Assignment: Repeat exactly, and only, the lines below starting at the line that contains "let mut key = e.key();" and ending at the line that contains "audit.outbound += u64::from(outbound);", inclusive of both.
Start of Extracted entries
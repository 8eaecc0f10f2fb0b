//! Completeness audit for a single wallet: what the raw transfer store
//! holds for it against what made it into the canonical trade table.

use crate::ids::normalize_address;
use crate::model::{EventKey, RawTransferEvent, ReconstructedTrade, TradeKind, WalletAlias};
use chrono::{DateTime, Utc};
use rust_decimal::Decimal;
use serde::Serialize;
use std::collections::{BTreeMap, BTreeSet, HashSet};

const UNDATED: &str = "undated";
const MAX_SAMPLES: usize = 10;

/// One raw position transfer touching the wallet, for spot checks against
/// a block explorer.
#[derive(Debug, Clone, PartialEq, Eq, Serialize)]
pub struct TransferSample {
    pub tx_hash: String,
    pub log_index: u64,
    pub block_number: u64,
    pub at: Option<DateTime<Utc>>,
    pub inbound: bool,
    pub counterparty: String,
    pub token_id: Option<String>,
    pub amount: String,
}

#[derive(Debug, Clone, Default, PartialEq, Eq, Serialize)]
pub struct MonthlyActivity {
    pub transfers: u64,
    pub inbound: u64,
    pub outbound: u64,
}

#[derive(Debug, Clone, PartialEq, Serialize)]
pub struct WalletAudit {
    pub wallet: String,
    /// The wallet plus every executing address aliased to it.
    pub addresses: Vec<String>,
    pub token_transfers: u64,
    pub inbound: u64,
    pub outbound: u64,
    pub first_transfer_at: Option<DateTime<Utc>>,
    pub last_transfer_at: Option<DateTime<Utc>>,
    /// Keyed by `YYYY-MM`.
    pub monthly: BTreeMap<String, MonthlyActivity>,
    pub canonical_trades: u64,
    pub quarantined_trades: u64,
    /// Redemption and merge rows; not trading volume.
    pub settlements: BTreeMap<TradeKind, u64>,
    pub canonical_volume: Decimal,
    pub reference_volume: Option<Decimal>,
    /// canonical / reference volume.
    pub volume_coverage: Option<Decimal>,
    /// Most recent transfers first.
    pub samples: Vec<TransferSample>,
}

pub fn audit_wallet(
    wallet: &str,
    aliases: &[WalletAlias],
    events: &[RawTransferEvent],
    trades: &[ReconstructedTrade],
    reference_volume: Option<Decimal>,
) -> WalletAudit {
    let wallet = normalize_address(wallet);
    let mut addresses: BTreeSet<String> = aliases
        .iter()
        .filter(|a| normalize_address(&a.wallet) == wallet)
        .map(|a| normalize_address(&a.address))
        .collect();
    addresses.insert(wallet.clone());

    let mut audit = WalletAudit {
        wallet: wallet.clone(),
        addresses: addresses.iter().cloned().collect(),
        token_transfers: 0,
        inbound: 0,
        outbound: 0,
        first_transfer_at: None,
        last_transfer_at: None,
        monthly: BTreeMap::new(),
        canonical_trades: 0,
        quarantined_trades: 0,
        settlements: BTreeMap::new(),
        canonical_volume: Decimal::ZERO,
        reference_volume,
        volume_coverage: None,
        samples: Vec::new(),
    };
    let mut samples = Vec::new();

    let mut seen: HashSet<EventKey> = HashSet::new();
    for e in events.iter().filter(|e| e.kind.is_conditional_token()) {
        let from = normalize_address(&e.from);
        let to = normalize_address(&e.to);
        let inbound = addresses.contains(&to);
        let outbound = addresses.contains(&from);
        if !(inbound || outbound) {
            continue;
        }
        let mut key = e.key();
        key.tx_hash = key.tx_hash.to_ascii_lowercase();
        if !seen.insert(key) {
            continue;
        }

        audit.token_transfers += 1;
        audit.inbound += u64::from(inbound);
        audit.outbound += u64::from(outbound);

        let at = e.block_timestamp.and_then(|ts| DateTime::<Utc>::from_timestamp(ts, 0));
        if let Some(at) = at {
            audit.first_transfer_at = Some(audit.first_transfer_at.map_or(at, |f| f.min(at)));
            audit.last_transfer_at = Some(audit.last_transfer_at.map_or(at, |l| l.max(at)));
        }
        let month = at.map_or_else(|| UNDATED.to_string(), |at| at.format("%Y-%m").to_string());
        let bucket = audit.monthly.entry(month).or_default();
        bucket.transfers += 1;
        bucket.inbound += u64::from(inbound);
        bucket.outbound += u64::from(outbound);

        samples.push(TransferSample {
            tx_hash: e.tx_hash.to_ascii_lowercase(),
            log_index: e.log_index,
            block_number: e.block_number,
            at,
            inbound,
            counterparty: if inbound { from } else { to },
            token_id: e.token_id.clone(),
            amount: e.amount.clone(),
        });
    }
    samples.sort_by(|a, b| (b.block_number, b.log_index).cmp(&(a.block_number, a.log_index)));
    samples.truncate(MAX_SAMPLES);
    audit.samples = samples;

    for t in trades.iter().filter(|t| t.wallet == wallet) {
        if t.kind.is_settlement() {
            *audit.settlements.entry(t.kind).or_default() += 1;
        } else if t.quality.is_valid() {
            audit.canonical_trades += 1;
            audit.canonical_volume += t.usd_value;
        } else {
            audit.quarantined_trades += 1;
        }
    }

    audit.volume_coverage = reference_volume
        .filter(|r| *r > Decimal::ZERO)
        .map(|r| (audit.canonical_volume / r).round_dp(4));
    audit
}

#[cfg(test)]
mod tests {
    use super::*;
    use crate::model::{Confidence, DataQuality, Direction, TransferKind};
    use rust_decimal_macros::dec;

    const W: &str = "0x00000000000000000000000000000000000a11ce";
    const PROXY: &str = "0x000000000000000000000000000000000000beef";
    const OTHER: &str = "0x0000000000000000000000000000000000000b0b";

    fn transfer(log_index: u64, from: &str, to: &str, ts: Option<i64>) -> RawTransferEvent {
        RawTransferEvent {
            tx_hash: format!("0x{}", "c".repeat(64)),
            log_index,
            batch_index: 0,
            block_number: 1,
            block_timestamp: ts,
            contract: "0x4d97dcd97ec945f40cf65f87097ace5ea0476045".into(),
            kind: TransferKind::Erc1155Single,
            operator: None,
            from: from.into(),
            to: to.into(),
            token_id: Some("1".into()),
            amount: "1000000".into(),
        }
    }

    fn trade(quality: DataQuality, usd: Decimal) -> ReconstructedTrade {
        ReconstructedTrade {
            tx_hash: format!("0x{}", "c".repeat(64)),
            wallet: W.into(),
            condition_id: "d".repeat(64),
            outcome_index: 0,
            token_id: "1".into(),
            direction: Direction::Buy,
            kind: TradeKind::Fill,
            shares: dec!(10),
            price: dec!(0.5),
            usd_value: usd,
            usdc_delta: -usd,
            confidence: Confidence::High,
            quality,
            block_number: 1,
            block_timestamp: None,
        }
    }

    #[test]
    fn counts_transfers_across_aliases_and_months() {
        let aliases = vec![WalletAlias {
            address: PROXY.to_uppercase().replacen("0X", "0x", 1),
            wallet: W.into(),
        }];
        // 2023-11-14 and 2024-01-01.
        let events = vec![
            transfer(1, OTHER, W, Some(1_700_000_000)),
            transfer(1, OTHER, W, Some(1_700_000_000)),
            transfer(2, PROXY, OTHER, Some(1_704_067_200)),
            transfer(3, OTHER, OTHER, Some(1_704_067_200)),
            transfer(4, OTHER, PROXY, None),
        ];
        let trades = vec![
            trade(DataQuality::Valid, dec!(50)),
            trade(DataQuality::UnmappedToken, dec!(9)),
        ];
        let audit = audit_wallet(W, &aliases, &events, &trades, Some(dec!(200)));

        assert_eq!(audit.addresses.len(), 2);
        assert_eq!(audit.token_transfers, 3);
        assert_eq!(audit.inbound, 2);
        assert_eq!(audit.outbound, 1);
        assert_eq!(audit.monthly["2023-11"].inbound, 1);
        assert_eq!(audit.monthly["2024-01"].outbound, 1);
        assert_eq!(audit.monthly[UNDATED].transfers, 1);
        assert_eq!(audit.first_transfer_at.map(|t| t.timestamp()), Some(1_700_000_000));
        assert_eq!(audit.last_transfer_at.map(|t| t.timestamp()), Some(1_704_067_200));
        assert_eq!(audit.canonical_trades, 1);
        assert_eq!(audit.quarantined_trades, 1);
        assert_eq!(audit.canonical_volume, dec!(50));
        assert_eq!(audit.volume_coverage, Some(dec!(0.25)));
        assert_eq!(audit.samples.len(), 3);
        assert_eq!(audit.samples[0].log_index, 4);
        assert!(audit.samples[0].inbound);
        assert_eq!(audit.samples[1].counterparty, OTHER);
        assert!(!audit.samples[1].inbound);
    }

    #[test]
    fn samples_are_capped_and_newest_first() {
        let events: Vec<RawTransferEvent> = (0..25)
            .map(|i| {
                let mut e = transfer(i, OTHER, W, Some(1_700_000_000 + i as i64));
                e.block_number = 100 + i;
                e
            })
            .collect();
        let audit = audit_wallet(W, &[], &events, &[], None);
        assert_eq!(audit.token_transfers, 25);
        assert_eq!(audit.samples.len(), MAX_SAMPLES);
        assert_eq!(audit.samples[0].block_number, 124);
        assert_eq!(audit.samples[MAX_SAMPLES - 1].block_number, 115);
    }

    #[test]
    fn redemptions_are_not_trading_volume() {
        let mut redeem = trade(DataQuality::Valid, dec!(500));
        redeem.kind = TradeKind::Redemption;
        redeem.token_id = "2".into();
        let trades = vec![trade(DataQuality::Valid, dec!(200)), redeem];
        let audit = audit_wallet(W, &[], &[], &trades, Some(dec!(200)));
        assert_eq!(audit.canonical_trades, 1);
        assert_eq!(audit.canonical_volume, dec!(200));
        assert_eq!(audit.settlements[&TradeKind::Redemption], 1);
        assert_eq!(audit.volume_coverage, Some(dec!(1)));
    }

    #[test]
    fn zero_reference_volume_gives_no_coverage() {
        let audit = audit_wallet(W, &[], &[], &[], Some(Decimal::ZERO));
        assert_eq!(audit.volume_coverage, None);
        assert_eq!(audit.token_transfers, 0);
    }
}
End of Extracted entries
Answer for this exercise:
        let mut key = e.key();
        key.tx_hash = key.tx_hash.to_ascii_lowercase();
        if !seen.insert(key) {
            continue;
        }

        audit.token_transfers += 1;
        audit.inbound += u64::from(inbound);
        audit.outbound += u64::from(outbound);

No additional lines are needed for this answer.